The meat should be about 4-6 ounces or the size of the inside part of your palm. As you make your list choose whole meats, not processed (processed meats are deli meats, hot dogs, sausages, meats with other ingredients, etc). Instead opt for whole meats that are grass-fed and finished, hormone-free, or organic, whenever possible. When buying poultry look for antibiotic free and/or organic, pasture raised.


Meats (beef, poultry, pork)

Fish (salmon, sardines, tuna, oysters)


Condiments:

My condiment category may not be exactly what you think of when you think condiments. For me, this includes healthy items that add flavor to meals and are also nutrient rich. And, they must meet both criteria (add flavor and nutrient value).


This list includes things like healthy, anti-oxidant powerhouse herbs plus fruits, raw honey, 100% raw cacao, raw unsweetened coconut, and organic almond meal (in place of flours) for example.

Yes, I categorize fruits as a condiment. They are indeed nutritious and are a key component of a healthy diet. They can also be high in natural sugar content. Although healthy, the higher sugar, even natural, can cause a sugar spike in your blood glucose levels. This puts a stress on the body and can lead to all sorts of dis-ease in the body when in excess. Excess is the key word here.


What you are looking to avoid is the spike in your insulin production (glucose or sugar spike). In addition to sugar, flour and refined carbohydrates (pastas, bread, cereals, etc) cause a spike in your glucose levels.


I include fruits in my diet every day. I only categorize them as a condiment so I remember to consume them in moderation, like a condiment or even a dessert. The recommenced daily serving of fruit is 2 cups per day. For whole fruits like apples, oranges, peaches, etc 1 cup is about 1 small piece of the fruit. For chopped or berries it’s by the cup full (8 ounces).


Favor low-sugar fruits, like berries (strawberries, blueberries, raspberries, blackberries), melons (cantaloupe, watermelon, honeydew), grapefruit, oranges, plums, and peaches.

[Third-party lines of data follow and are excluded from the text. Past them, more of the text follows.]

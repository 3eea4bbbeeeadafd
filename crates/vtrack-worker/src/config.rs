//! Worker configuration.

use std::net::SocketAddr;
use std::time::Duration;

use vtrack_firestore::DEFAULT_COLLECTION;

use crate::error::{WorkerError, WorkerResult};

/// Worker configuration.
#[derive(Debug, Clone)]
pub struct WorkerConfig {
    /// Inbound upload notifications
    pub upload_stream: String,
    /// Inbound progress messages
    pub progress_stream: String,
    /// Outbound work items
    pub work_stream: String,
    /// Outbound terminal notifications
    pub notification_stream: String,
    /// Firestore collection holding tracked videos
    pub collection: String,
    /// Entries read per batch
    pub batch_size: usize,
    /// How long a read blocks waiting for entries
    pub block_ms: u64,
    /// How often to scan for entries abandoned by crashed consumers
    pub claim_interval: Duration,
    /// Minimum idle time before a pending entry can be claimed
    pub claim_min_idle: Duration,
    /// Graceful shutdown timeout
    pub shutdown_timeout: Duration,
    /// Prometheus listener, disabled when unset
    pub metrics_addr: Option<SocketAddr>,
}

impl Default for WorkerConfig {
    fn default() -> Self {
        Self {
            upload_stream: "vtrack:uploads".to_string(),
            progress_stream: "vtrack:progress".to_string(),
            work_stream: "vtrack:work".to_string(),
            notification_stream: "vtrack:notifications".to_string(),
            collection: DEFAULT_COLLECTION.to_string(),
            batch_size: 10,
            block_ms: 5000,
            claim_interval: Duration::from_secs(30),
            claim_min_idle: Duration::from_secs(300),
            shutdown_timeout: Duration::from_secs(30),
            metrics_addr: None,
        }
    }
}

impl WorkerConfig {
    /// Create config from environment variables.
    pub fn from_env() -> WorkerResult<Self> {
        let defaults = Self::default();
        let string = |key: &str, default: String| std::env::var(key).unwrap_or(default);
        let secs = |key: &str, default: Duration| {
            std::env::var(key)
                .ok()
                .and_then(|s| s.parse().ok())
                .map(Duration::from_secs)
                .unwrap_or(default)
        };

        let metrics_addr = match std::env::var("METRICS_ADDR") {
            Ok(addr) if !addr.is_empty() => Some(addr.parse::<SocketAddr>().map_err(|e| {
                WorkerError::config_error(format!("METRICS_ADDR '{}': {}", addr, e))
            })?),
            _ => None,
        };

        Ok(Self {
            upload_stream: string("VTRACK_UPLOAD_STREAM", defaults.upload_stream),
            progress_stream: string("VTRACK_PROGRESS_STREAM", defaults.progress_stream),
            work_stream: string("VTRACK_WORK_STREAM", defaults.work_stream),
            notification_stream: string("VTRACK_NOTIFICATION_STREAM", defaults.notification_stream),
            collection: string("VTRACK_COLLECTION", defaults.collection),
            batch_size: std::env::var("VTRACK_BATCH_SIZE")
                .ok()
                .and_then(|s| s.parse().ok())
                .filter(|n| *n > 0)
                .unwrap_or(defaults.batch_size),
            block_ms: std::env::var("VTRACK_BLOCK_MS")
                .ok()
                .and_then(|s| s.parse().ok())
                .unwrap_or(defaults.block_ms),
            claim_interval: secs("VTRACK_CLAIM_INTERVAL_SECS", defaults.claim_interval),
            claim_min_idle: secs("VTRACK_CLAIM_MIN_IDLE_SECS", defaults.claim_min_idle),
            shutdown_timeout: secs("VTRACK_SHUTDOWN_TIMEOUT_SECS", defaults.shutdown_timeout),
            metrics_addr,
        })
    }
}
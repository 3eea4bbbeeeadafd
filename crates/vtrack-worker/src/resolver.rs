//! Upload-time metadata resolution.

use std::sync::Arc;

use chrono::{DateTime, Utc};
use tracing::debug;

use vtrack_models::{StorageLocation, VideoId};

use crate::error::ResolutionError;
use crate::ports::{ObjectHead, ObjectMetadataSource};

const ID_KEYS: &[&str] = &["video_id", "video-id"];
const HASH_KEYS: &[&str] = &["video_hash", "video-hash", "content_hash"];
const OWNER_KEYS: &[&str] = &["owner_id", "cognito_user_id", "user_id"];

/// Metadata recorded on the object by the uploader.
#[derive(Debug, Clone, PartialEq)]
pub struct ResolvedMetadata {
    pub video_id: Option<VideoId>,
    pub video_hash: Option<String>,
    pub owner_id: Option<String>,
    /// Last-modified time of the object, or the resolution time if the
    /// store did not report one
    pub timestamp: DateTime<Utc>,
    pub etag: Option<String>,
}

impl ResolvedMetadata {
    pub fn from_head(head: &ObjectHead, resolved_at: DateTime<Utc>) -> Self {
        let value = |keys: &[&str]| head.first_value(keys).map(str::to_string);

        Self {
            video_id: value(ID_KEYS).map(VideoId::from),
            video_hash: value(HASH_KEYS),
            owner_id: value(OWNER_KEYS),
            timestamp: head.last_modified.unwrap_or(resolved_at),
            etag: head.etag.clone(),
        }
    }

    /// The entity ID for this upload: the uploader's ID when present, else
    /// one derived from the location and the object version.
    pub fn identity(&self, location: &StorageLocation) -> VideoId {
        match &self.video_id {
            Some(id) => id.clone(),
            None => {
                let version = self
                    .etag
                    .clone()
                    .unwrap_or_else(|| self.timestamp.to_rfc3339());
                VideoId::derive(location, &version)
            }
        }
    }
}

/// Looks up upload metadata through an [`ObjectMetadataSource`].
#[derive(Clone)]
pub struct MetadataResolver {
    source: Arc<dyn ObjectMetadataSource>,
}

impl MetadataResolver {
    pub fn new(source: Arc<dyn ObjectMetadataSource>) -> Self {
        Self { source }
    }

    pub async fn resolve(
        &self,
        location: &StorageLocation,
    ) -> Result<ResolvedMetadata, ResolutionError> {
        let head = self.source.head(location).await?;
        let resolved = ResolvedMetadata::from_head(&head, Utc::now());

        debug!(
            location = %location,
            has_video_id = resolved.video_id.is_some(),
            has_owner = resolved.owner_id.is_some(),
            "Resolved upload metadata"
        );
        Ok(resolved)
    }
}
// Binding graph module.
// Snapshot types, dependency resolution, and entity display lookups.

pub mod lookup;
pub mod options;
pub mod resolver;
pub mod types;

pub use lookup::EntityInfoLookup;
pub use options::{DependencyOption, DependencyOptions, entity_count_label};
pub use resolver::{ConnectionResolver, DependencySets, EdgeIndex, MatchRule, resolve};
pub use types::*;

*Limit tropical fruits (bananas, mangos, pineapples, pomegranate) plus apples, grapes, and pears.


*Limit does not mean completely avoid. It simply means to limit the quantity. Vary your selection of fruits for the most added nutrient value to your diet.


There you have it. A solid list of the healthy foods to add to your diet. Remember, it is the variety of foods that offers the largest health benefit. Each food has its own nutrient make up and brings those pieces to your overall health. Eat a variety of healthy foods to feel better now, be healthier and live longer. You are one step closer to living your best life now!